▶ [About this task]: From the line with "repository bf362f53c275f075" through the line with "use crate::error::KilnResult;", repeat the entries verbatim, both end lines included, and add nothing.

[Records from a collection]
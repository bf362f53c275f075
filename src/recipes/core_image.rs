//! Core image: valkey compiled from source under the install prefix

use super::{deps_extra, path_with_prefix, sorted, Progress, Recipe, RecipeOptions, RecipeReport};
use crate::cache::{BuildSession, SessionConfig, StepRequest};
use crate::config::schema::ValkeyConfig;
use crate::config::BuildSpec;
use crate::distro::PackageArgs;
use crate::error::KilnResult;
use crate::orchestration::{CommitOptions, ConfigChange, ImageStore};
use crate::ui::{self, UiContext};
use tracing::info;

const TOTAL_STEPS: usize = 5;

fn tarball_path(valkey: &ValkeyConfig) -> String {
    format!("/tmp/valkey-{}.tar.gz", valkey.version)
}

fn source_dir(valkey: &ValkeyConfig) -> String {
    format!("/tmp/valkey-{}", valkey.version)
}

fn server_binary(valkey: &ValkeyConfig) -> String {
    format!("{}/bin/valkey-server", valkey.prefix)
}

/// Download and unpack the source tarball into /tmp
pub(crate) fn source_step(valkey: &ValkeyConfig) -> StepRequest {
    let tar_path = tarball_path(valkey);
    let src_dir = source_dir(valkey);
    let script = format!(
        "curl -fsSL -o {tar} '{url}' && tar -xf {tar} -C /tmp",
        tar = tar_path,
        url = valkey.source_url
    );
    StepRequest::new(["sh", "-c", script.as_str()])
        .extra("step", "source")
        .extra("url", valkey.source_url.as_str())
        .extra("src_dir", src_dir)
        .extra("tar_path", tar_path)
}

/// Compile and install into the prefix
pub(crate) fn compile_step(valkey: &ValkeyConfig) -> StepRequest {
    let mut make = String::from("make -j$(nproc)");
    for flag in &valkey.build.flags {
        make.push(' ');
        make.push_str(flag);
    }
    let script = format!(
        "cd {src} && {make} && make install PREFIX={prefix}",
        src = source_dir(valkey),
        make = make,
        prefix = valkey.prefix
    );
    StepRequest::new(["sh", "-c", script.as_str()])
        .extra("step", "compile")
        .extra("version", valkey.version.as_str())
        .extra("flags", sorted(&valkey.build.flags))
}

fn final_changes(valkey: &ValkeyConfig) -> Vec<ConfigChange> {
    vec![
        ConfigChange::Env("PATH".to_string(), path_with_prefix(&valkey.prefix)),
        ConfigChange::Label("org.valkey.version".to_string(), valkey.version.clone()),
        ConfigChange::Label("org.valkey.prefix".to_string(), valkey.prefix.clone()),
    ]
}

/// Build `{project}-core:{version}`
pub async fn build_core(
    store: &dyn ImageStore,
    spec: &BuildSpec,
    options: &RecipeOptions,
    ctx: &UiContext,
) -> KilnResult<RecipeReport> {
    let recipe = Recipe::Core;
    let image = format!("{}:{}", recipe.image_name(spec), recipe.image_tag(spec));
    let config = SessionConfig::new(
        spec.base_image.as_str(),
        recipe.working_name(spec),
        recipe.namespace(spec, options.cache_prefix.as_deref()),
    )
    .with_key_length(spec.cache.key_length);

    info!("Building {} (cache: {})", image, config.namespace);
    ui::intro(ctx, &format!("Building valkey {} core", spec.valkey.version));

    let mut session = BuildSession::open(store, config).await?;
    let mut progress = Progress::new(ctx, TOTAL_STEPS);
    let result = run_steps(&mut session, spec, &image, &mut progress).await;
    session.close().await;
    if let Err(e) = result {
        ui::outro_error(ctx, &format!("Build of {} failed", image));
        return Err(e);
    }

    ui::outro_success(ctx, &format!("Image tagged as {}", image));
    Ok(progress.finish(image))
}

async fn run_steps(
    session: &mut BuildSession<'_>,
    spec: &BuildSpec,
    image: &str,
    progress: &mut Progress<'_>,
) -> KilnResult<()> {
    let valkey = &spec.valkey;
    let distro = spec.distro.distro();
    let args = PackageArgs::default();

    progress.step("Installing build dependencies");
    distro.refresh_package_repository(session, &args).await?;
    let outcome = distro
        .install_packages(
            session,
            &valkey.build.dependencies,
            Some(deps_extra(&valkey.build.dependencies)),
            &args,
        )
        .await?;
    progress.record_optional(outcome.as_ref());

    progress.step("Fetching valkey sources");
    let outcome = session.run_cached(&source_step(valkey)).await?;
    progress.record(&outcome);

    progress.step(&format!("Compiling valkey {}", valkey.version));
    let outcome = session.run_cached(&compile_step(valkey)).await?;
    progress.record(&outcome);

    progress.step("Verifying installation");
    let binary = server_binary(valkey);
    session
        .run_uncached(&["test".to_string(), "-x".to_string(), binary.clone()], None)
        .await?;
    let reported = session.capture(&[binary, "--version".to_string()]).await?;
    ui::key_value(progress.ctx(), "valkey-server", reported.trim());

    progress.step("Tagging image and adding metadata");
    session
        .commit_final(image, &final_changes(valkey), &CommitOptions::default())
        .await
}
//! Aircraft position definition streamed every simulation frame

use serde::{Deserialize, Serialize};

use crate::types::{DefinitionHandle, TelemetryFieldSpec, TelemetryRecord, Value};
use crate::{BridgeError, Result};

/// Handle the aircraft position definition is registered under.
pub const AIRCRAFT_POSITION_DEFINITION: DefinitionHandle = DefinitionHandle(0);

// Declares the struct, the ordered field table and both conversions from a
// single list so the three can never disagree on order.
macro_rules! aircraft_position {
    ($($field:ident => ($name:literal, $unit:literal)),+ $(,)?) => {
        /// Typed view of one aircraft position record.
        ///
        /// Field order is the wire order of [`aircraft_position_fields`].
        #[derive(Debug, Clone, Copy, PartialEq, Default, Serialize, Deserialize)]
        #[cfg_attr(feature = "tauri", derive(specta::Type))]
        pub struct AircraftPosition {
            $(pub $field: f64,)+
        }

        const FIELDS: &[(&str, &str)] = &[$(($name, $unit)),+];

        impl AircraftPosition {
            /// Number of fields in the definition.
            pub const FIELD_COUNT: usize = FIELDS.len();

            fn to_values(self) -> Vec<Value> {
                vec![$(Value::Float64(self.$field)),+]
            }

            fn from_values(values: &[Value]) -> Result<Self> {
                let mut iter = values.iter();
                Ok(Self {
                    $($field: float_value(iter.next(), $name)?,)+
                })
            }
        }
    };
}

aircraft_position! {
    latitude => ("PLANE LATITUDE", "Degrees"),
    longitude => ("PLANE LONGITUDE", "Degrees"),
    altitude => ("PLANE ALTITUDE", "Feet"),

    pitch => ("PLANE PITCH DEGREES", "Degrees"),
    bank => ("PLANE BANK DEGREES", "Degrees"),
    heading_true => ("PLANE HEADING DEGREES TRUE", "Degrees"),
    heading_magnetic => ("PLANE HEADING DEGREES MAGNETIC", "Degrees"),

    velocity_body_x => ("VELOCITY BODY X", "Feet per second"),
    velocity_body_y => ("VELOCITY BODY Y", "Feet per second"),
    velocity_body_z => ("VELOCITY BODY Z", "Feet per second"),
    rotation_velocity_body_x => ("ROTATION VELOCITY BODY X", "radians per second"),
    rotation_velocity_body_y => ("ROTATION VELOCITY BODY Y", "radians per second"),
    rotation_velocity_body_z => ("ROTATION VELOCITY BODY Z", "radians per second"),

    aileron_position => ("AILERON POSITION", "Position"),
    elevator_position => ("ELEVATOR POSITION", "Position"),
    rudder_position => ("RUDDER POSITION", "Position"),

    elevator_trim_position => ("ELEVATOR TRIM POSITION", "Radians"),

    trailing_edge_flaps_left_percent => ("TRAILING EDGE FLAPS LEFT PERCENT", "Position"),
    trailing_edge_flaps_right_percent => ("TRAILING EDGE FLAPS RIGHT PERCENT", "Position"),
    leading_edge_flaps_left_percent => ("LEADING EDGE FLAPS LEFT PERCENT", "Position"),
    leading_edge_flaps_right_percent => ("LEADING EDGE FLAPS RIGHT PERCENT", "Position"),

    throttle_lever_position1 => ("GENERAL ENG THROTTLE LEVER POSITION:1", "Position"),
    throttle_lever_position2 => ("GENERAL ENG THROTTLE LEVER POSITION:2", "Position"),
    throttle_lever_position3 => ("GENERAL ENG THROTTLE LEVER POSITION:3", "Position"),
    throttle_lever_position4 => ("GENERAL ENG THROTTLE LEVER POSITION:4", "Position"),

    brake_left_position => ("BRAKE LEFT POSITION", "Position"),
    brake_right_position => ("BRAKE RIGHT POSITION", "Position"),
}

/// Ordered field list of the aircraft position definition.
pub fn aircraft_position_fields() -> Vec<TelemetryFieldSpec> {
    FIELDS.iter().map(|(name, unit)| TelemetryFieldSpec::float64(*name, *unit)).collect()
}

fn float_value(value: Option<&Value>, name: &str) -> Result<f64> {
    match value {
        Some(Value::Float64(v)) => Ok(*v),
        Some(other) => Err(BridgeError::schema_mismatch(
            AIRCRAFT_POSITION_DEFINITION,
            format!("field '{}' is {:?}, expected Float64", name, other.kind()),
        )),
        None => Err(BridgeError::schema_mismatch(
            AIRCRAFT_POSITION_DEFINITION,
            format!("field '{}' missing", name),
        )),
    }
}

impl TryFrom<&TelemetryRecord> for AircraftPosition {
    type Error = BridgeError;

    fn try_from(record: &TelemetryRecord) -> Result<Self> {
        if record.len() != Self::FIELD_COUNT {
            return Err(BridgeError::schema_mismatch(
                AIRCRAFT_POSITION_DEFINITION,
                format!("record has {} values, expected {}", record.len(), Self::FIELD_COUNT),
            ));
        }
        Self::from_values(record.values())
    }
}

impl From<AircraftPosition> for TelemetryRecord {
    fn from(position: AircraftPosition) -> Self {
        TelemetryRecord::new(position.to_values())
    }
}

==

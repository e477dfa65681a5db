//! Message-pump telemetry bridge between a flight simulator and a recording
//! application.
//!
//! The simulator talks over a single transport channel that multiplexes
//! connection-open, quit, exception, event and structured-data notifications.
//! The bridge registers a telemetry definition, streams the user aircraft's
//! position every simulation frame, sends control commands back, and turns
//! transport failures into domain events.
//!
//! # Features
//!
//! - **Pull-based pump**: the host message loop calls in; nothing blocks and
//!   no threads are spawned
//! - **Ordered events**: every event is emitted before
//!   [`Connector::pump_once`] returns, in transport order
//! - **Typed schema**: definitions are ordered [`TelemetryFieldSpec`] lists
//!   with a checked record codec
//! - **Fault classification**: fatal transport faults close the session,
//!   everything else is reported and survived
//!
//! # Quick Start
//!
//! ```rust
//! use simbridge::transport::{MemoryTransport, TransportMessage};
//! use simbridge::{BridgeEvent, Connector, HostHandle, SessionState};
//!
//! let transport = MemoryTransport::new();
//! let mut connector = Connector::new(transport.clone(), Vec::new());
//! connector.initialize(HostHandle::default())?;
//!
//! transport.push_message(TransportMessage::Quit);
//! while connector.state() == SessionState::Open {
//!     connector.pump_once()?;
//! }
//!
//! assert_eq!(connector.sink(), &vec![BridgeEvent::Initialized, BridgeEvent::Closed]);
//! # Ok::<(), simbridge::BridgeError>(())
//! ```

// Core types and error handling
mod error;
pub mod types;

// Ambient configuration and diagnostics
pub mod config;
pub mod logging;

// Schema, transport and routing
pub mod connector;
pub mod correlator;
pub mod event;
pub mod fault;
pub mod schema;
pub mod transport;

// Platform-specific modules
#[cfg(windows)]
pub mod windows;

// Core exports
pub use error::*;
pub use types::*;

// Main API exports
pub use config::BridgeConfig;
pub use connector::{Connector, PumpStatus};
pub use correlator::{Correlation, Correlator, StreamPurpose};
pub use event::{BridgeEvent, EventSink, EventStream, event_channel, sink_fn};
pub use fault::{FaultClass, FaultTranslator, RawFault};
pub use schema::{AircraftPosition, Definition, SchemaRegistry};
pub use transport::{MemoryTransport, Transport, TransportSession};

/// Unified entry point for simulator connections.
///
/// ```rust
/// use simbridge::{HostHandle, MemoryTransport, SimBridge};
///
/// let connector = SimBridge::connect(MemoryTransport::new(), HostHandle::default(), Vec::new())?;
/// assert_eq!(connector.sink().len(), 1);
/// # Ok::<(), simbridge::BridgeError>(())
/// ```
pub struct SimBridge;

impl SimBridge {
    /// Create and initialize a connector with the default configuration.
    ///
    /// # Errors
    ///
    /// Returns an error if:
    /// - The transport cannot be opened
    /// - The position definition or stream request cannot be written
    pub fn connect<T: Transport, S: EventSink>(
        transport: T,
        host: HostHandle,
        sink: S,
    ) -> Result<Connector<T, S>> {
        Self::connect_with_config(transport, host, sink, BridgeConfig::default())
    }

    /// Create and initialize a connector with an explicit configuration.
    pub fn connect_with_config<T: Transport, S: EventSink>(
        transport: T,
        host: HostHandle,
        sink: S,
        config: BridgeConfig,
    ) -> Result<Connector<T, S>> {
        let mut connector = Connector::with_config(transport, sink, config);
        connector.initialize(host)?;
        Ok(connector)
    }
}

▶ [Task result]:
repository bf362f53c275f075
filename src/recipes/core_image.rs
//! Core image: valkey compiled from source under the install prefix

use super::{deps_extra, path_with_prefix, sorted, Progress, Recipe, RecipeOptions, RecipeReport};
use crate::cache::{BuildSession, SessionConfig, StepRequest};
use crate::config::schema::ValkeyConfig;
use crate::config::BuildSpec;
use crate::distro::PackageArgs;
use crate::error::KilnResult;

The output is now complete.